I felt less irritated this time than on the three previous occasions. You might put this down to advancing age and mellowness, but some others said the same. It may be due to the presence of our new diocesan, who being a moderate Evangelical at least engages with the general moderate Evangelical tone of the worship with some enthusiasm rather than seeming faintly embarrassed as his predecessor did, or I would if called on to do so. I can't quite make him out yet: I have the strange impression that his geniality and approachability is actually a means of keeping people at a distance, and gives no hint as to what the real person is like. 

His exposition of Elijah as a reflection of the Conference theme of 'taking care' was basically unconvincing but at least done in a way that kept us involved.

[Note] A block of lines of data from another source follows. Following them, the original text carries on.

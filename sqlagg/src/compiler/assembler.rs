//! Assemble compiled pieces into a [`SearchRequest`]

use std::collections::BTreeMap;

use super::grouping::DateInterval;
use super::tree::{AggNode, AggregationTree, BucketKind, BucketNode, MetricKind, MetricNode};
use crate::error::{Error, Result};
use crate::query::ast::Source;
use crate::request::*;

/// Request for an aggregating query; hits are suppressed with `size = 0`
pub fn assemble(
    source: &Source,
    query: Option<EsQuery>,
    tree: &AggregationTree,
) -> Result<SearchRequest> {
    if tree.is_empty() {
        return Err(Error::syntax("aggregation query produced no aggregations", 0));
    }

    Ok(SearchRequest {
        index: source.index.clone(),
        doc_type: source.doc_type.clone(),
        body: SearchBody {
            query,
            size: Some(0),
            aggs: Some(to_aggs(&tree.roots)),
            ..Default::default()
        },
    })
}

/// Request for a plain hit listing
pub fn assemble_search(
    source: &Source,
    query: Option<EsQuery>,
    includes: Option<Vec<String>>,
    sort: Vec<SortClause>,
    size: usize,
) -> SearchRequest {
    SearchRequest {
        index: source.index.clone(),
        doc_type: source.doc_type.clone(),
        body: SearchBody {
            query,
            size: Some(size),
            source: includes,
            sort: (!sort.is_empty()).then_some(sort),
            aggs: None,
        },
    }
}

fn to_aggs(nodes: &[AggNode]) -> BTreeMap<String, EsAggregation> {
    nodes
        .iter()
        .map(|node| (node.name().to_string(), node_to_es(node)))
        .collect()
}

fn node_to_es(node: &AggNode) -> EsAggregation {
    match node {
        AggNode::Bucket(bucket) => bucket_to_es(bucket),
        AggNode::Metric(metric) => metric_to_es(metric),
        AggNode::Selector(selector) => EsAggregation {
            bucket_selector: Some(BucketSelectorAgg {
                buckets_path: selector.buckets_path.clone(),
                script: selector.script.clone(),
            }),
            ..Default::default()
        },
    }
}

fn bucket_to_es(bucket: &BucketNode) -> EsAggregation {
    let order = (!bucket.order.is_empty()).then(|| {
        bucket
            .order
            .iter()
            .map(|(key, dir)| bucket_order(key.clone(), *dir))
            .collect::<Vec<_>>()
    });

    let mut agg = EsAggregation::default();
    match &bucket.kind {
        BucketKind::Terms { field } => {
            agg.terms = Some(TermsAgg {
                field: field.clone(),
                size: bucket.size,
                order,
            })
        }
        BucketKind::Range(config) => {
            agg.range = Some(RangeAgg {
                field: config.field.clone(),
                ranges: config
                    .ranges()
                    .into_iter()
                    .map(|(from, to)| RangeBucket {
                        from: Some(from),
                        to: Some(to),
                    })
                    .collect(),
            })
        }
        BucketKind::DateRange(config) => {
            agg.date_range = Some(DateRangeAgg {
                field: config.field.clone(),
                format: config.format.clone(),
                ranges: config
                    .ranges
                    .iter()
                    .map(|(from, to)| DateRangeBucket {
                        from: Some(from.clone()),
                        to: Some(to.clone()),
                    })
                    .collect(),
            })
        }
        BucketKind::DateHistogram(config) => {
            let (calendar_interval, fixed_interval) = match &config.interval {
                DateInterval::Calendar(unit) => (Some(unit.as_str().to_string()), None),
                DateInterval::Fixed { text, .. } => (None, Some(text.clone())),
            };
            agg.date_histogram = Some(DateHistogramAgg {
                field: config.field.clone(),
                calendar_interval,
                fixed_interval,
                format: config.format.clone(),
                time_zone: config.time_zone.clone(),
                min_doc_count: config.min_doc_count,
                order,
            })
        }
        BucketKind::Histogram(config) => {
            agg.histogram = Some(HistogramAgg {
                field: config.field.clone(),
                interval: config.interval,
                min_doc_count: config.min_doc_count,
                order,
            })
        }
    }

    if !bucket.children.is_empty() {
        agg.aggs = Some(to_aggs(&bucket.children));
    }
    agg
}

fn metric_to_es(metric: &MetricNode) -> EsAggregation {
    let mut agg = EsAggregation::default();
    match &metric.kind {
        // _index is present on every document
        MetricKind::DocCount => agg.value_count = Some(FieldAgg::new("_index")),
        MetricKind::ValueCount { field } => agg.value_count = Some(FieldAgg::new(field)),
        MetricKind::Cardinality { field } => agg.cardinality = Some(FieldAgg::new(field)),
        MetricKind::Sum { field } => agg.sum = Some(FieldAgg::new(field)),
        MetricKind::Min { field } => agg.min = Some(FieldAgg::new(field)),
        MetricKind::Max { field } => agg.max = Some(FieldAgg::new(field)),
        MetricKind::Avg { field } => agg.avg = Some(FieldAgg::new(field)),
        MetricKind::Stats { field } => agg.stats = Some(FieldAgg::new(field)),
        MetricKind::Percentiles(config) => {
            agg.percentiles = Some(PercentilesAgg {
                field: config.field.clone(),
                percents: config.percents.clone(),
            })
        }
        MetricKind::TopHits(config) => {
            let sort = (!config.sort.is_empty()).then(|| {
                config
                    .sort
                    .iter()
                    .map(|(field, dir)| sort_clause(field.clone(), *dir))
                    .collect()
            });
            let source = (!config.includes.is_empty() || !config.excludes.is_empty()).then(|| {
                SourceFilter {
                    includes: config.includes.clone(),
                    excludes: config.excludes.clone(),
                }
            });
            agg.top_hits = Some(TopHitsAgg {
                size: config.size,
                from: config.from,
                sort,
                source,
            })
        }
    }
    agg
}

On Wednesday Paula Gooder explained St Paul's approach to 'the body' with her usual enthusiasm, while yesterday Sam Wells of St-Martin-in-the-Fields delivered a rather dense lecture which he fully admitted was going to be dense and then during the Q&A session showed himself to be rather dry, in the better sense. The second questioner began 'I had to pop out for a moment during your lecture so you may already have dealt with this question'; 'Yes, I have', Dr Wells interrupted. Good though the speakers were, however, they would have been just as good somewhere in Surrey as in Derbyshire. 

For some bizarre reason the diocesan communications department were filming the whole thing. I spotted someone just before the final service being interviewed. 'I feel enthused, envigorated and refreshed!!' I felt strangely drained and enervated, so it was just as well I didn't get grabbed by the young men with the camera. 'Well, I feel a bit less pissed off than usual' is probably not a broadcastable response.

The most valuable insight I brought back with me came completely unbidden as I followed a trail of clergy back to the accommodation blocks to clear our rooms after breakfast, and found myself reflecting how ridiculous we all were. It wasn't a feeling of contempt, more of affection, seeing us all as not fundamentally very different from the six-year-olds at Church Club. We're all just overgrown children really, ludicrously trying our best, full of misconceptions and illusions and insecurities. Hopefully some good comes of all our efforts.